WHAT THE TASK ASKS: Each line of the entries below that holds "AdapterType" is needed, copied in full.

EXERCISE MATERIALS:
+---+

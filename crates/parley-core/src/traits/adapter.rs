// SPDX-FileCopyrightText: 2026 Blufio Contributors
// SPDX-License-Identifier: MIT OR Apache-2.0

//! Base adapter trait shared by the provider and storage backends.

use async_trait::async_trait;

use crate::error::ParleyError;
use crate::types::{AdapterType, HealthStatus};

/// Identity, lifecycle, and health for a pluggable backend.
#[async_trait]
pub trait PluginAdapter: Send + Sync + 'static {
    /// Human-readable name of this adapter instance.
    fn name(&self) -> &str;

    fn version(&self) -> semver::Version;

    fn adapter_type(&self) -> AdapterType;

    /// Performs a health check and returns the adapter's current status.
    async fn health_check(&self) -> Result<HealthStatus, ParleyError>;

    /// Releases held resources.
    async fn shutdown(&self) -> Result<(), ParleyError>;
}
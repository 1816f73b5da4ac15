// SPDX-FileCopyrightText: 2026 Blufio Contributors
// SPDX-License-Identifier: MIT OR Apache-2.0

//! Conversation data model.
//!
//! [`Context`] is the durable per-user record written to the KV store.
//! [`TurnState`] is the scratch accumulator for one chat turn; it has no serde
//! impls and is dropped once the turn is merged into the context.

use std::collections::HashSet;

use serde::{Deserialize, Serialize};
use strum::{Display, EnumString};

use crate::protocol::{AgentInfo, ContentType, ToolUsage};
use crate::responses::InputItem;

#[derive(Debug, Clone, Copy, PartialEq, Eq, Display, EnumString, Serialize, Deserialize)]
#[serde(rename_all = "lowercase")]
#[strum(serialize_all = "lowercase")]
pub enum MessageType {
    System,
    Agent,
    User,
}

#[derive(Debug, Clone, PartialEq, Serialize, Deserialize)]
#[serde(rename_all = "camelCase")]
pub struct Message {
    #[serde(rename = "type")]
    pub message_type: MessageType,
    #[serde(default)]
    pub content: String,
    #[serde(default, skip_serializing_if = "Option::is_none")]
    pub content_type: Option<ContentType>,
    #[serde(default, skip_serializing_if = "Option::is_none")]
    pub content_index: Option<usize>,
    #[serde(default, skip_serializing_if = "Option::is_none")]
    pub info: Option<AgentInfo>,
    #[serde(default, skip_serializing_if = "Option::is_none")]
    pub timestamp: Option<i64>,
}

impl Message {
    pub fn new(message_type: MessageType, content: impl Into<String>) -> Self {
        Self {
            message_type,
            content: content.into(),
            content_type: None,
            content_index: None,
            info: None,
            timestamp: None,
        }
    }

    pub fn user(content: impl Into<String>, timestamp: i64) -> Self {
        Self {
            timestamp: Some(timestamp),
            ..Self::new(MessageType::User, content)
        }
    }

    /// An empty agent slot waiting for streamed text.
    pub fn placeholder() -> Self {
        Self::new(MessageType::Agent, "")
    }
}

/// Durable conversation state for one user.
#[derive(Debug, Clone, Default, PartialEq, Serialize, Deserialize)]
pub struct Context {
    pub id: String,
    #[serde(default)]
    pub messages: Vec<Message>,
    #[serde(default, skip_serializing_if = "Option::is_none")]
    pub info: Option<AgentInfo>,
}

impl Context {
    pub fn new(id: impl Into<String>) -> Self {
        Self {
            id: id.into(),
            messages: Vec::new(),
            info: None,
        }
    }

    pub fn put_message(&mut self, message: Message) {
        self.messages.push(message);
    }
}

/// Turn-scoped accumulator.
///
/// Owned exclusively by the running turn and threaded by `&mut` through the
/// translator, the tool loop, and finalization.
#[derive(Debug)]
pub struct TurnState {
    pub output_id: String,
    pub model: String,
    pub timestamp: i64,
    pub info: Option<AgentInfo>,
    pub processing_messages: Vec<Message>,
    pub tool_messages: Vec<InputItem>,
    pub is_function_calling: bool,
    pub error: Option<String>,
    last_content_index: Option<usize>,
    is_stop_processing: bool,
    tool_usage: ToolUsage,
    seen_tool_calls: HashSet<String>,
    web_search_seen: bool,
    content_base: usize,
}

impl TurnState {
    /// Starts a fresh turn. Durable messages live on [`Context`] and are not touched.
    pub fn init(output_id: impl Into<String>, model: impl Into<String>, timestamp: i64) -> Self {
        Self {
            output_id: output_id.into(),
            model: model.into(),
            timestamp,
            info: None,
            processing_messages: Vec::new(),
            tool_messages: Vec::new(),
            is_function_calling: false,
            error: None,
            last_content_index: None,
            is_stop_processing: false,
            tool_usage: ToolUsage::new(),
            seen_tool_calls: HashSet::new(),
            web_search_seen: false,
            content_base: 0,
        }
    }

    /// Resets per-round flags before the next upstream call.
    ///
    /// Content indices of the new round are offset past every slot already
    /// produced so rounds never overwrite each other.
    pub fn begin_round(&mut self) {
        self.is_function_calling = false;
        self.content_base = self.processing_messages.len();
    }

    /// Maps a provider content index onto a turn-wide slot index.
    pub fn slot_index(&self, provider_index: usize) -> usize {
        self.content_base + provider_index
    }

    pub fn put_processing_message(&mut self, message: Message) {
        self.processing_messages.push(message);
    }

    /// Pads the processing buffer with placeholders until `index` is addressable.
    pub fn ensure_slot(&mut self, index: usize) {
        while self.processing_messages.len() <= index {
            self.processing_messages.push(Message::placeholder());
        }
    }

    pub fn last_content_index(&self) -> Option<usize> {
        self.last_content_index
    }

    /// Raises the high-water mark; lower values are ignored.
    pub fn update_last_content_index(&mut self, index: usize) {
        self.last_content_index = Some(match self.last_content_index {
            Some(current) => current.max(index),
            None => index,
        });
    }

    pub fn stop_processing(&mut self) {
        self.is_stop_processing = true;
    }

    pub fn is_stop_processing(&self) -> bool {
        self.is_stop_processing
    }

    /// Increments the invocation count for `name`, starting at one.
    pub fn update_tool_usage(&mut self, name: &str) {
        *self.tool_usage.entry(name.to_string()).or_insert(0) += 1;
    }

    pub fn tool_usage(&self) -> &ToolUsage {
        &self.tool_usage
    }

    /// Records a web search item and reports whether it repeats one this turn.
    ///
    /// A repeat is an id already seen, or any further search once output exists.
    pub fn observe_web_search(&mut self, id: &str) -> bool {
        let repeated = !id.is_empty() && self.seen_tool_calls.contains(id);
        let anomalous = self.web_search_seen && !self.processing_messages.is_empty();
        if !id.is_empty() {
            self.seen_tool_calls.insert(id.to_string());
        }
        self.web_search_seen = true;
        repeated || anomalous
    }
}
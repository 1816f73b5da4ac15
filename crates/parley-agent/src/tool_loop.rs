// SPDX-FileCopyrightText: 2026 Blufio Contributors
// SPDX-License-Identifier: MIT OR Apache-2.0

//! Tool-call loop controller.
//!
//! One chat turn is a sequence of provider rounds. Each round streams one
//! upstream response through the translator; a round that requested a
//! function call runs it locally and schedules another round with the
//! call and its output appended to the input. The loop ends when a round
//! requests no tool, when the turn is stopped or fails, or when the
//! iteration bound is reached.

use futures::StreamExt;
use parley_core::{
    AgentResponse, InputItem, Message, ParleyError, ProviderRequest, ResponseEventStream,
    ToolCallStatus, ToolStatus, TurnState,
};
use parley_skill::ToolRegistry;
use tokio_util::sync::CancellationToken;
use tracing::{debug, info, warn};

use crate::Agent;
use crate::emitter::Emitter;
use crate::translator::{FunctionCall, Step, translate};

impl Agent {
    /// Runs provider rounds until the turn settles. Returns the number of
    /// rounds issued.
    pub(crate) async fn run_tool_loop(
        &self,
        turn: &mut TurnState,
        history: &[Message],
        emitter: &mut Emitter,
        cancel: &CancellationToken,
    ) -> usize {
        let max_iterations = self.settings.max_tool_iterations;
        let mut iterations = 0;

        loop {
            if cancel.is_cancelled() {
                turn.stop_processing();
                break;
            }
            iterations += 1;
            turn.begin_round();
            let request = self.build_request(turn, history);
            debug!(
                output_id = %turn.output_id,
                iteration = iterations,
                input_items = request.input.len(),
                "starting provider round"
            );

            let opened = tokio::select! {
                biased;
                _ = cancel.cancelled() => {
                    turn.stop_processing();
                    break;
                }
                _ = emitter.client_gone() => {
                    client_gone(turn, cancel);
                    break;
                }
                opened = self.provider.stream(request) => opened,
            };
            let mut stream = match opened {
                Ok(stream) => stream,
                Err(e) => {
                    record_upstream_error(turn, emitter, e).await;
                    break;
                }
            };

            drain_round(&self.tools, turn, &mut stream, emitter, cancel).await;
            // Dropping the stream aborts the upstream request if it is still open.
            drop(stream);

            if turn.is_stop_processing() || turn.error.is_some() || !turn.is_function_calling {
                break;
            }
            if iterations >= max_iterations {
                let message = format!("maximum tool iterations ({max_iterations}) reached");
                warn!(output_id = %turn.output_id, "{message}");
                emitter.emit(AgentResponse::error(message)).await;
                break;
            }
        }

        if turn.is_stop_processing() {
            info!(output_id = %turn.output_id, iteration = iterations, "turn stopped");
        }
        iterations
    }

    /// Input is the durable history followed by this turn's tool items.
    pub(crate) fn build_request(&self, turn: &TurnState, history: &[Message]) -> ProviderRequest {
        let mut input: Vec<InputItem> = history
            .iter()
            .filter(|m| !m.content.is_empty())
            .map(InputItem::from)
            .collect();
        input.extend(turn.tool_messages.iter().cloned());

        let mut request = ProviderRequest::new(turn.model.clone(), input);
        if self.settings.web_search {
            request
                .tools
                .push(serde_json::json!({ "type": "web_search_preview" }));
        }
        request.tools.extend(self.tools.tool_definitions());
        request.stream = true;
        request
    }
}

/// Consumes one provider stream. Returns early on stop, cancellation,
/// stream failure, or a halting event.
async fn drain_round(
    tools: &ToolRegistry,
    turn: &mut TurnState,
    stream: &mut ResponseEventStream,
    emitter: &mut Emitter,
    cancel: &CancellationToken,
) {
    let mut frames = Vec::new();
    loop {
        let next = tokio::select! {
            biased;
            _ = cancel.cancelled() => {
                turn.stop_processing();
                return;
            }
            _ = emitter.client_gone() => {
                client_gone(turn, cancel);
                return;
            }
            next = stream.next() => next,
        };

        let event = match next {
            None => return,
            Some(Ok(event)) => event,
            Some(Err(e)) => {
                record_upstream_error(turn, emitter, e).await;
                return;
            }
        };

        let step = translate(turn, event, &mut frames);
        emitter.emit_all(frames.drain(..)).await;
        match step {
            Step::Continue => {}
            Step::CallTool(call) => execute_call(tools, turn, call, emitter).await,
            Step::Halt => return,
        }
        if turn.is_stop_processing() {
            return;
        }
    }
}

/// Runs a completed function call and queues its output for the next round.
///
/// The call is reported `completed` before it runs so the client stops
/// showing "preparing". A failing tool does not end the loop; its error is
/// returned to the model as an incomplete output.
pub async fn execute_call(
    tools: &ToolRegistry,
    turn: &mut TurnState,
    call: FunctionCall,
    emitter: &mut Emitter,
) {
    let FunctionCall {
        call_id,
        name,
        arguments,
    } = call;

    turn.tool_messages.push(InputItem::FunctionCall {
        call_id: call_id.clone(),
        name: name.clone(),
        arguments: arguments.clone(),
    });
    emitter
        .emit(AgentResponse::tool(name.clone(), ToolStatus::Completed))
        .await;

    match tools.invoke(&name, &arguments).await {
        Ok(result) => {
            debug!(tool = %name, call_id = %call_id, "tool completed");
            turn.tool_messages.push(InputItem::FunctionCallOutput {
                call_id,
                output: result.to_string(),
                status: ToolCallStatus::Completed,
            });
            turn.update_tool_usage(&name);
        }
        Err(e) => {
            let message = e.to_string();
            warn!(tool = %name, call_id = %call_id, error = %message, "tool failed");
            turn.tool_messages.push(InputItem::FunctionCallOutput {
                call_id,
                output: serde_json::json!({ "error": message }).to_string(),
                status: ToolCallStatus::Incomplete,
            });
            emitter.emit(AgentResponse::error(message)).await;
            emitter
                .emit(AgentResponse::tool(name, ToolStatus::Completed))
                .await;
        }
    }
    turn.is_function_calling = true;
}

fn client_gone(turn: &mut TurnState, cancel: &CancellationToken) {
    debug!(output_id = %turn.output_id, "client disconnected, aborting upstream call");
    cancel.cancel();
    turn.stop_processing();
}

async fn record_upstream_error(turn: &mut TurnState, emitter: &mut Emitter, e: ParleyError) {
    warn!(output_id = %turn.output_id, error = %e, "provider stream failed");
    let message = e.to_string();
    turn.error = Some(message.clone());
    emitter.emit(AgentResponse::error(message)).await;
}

+---+

RESPONSE TO THIS TASK:
use crate::types::{AdapterType, HealthStatus};
    fn adapter_type(&self) -> AdapterType;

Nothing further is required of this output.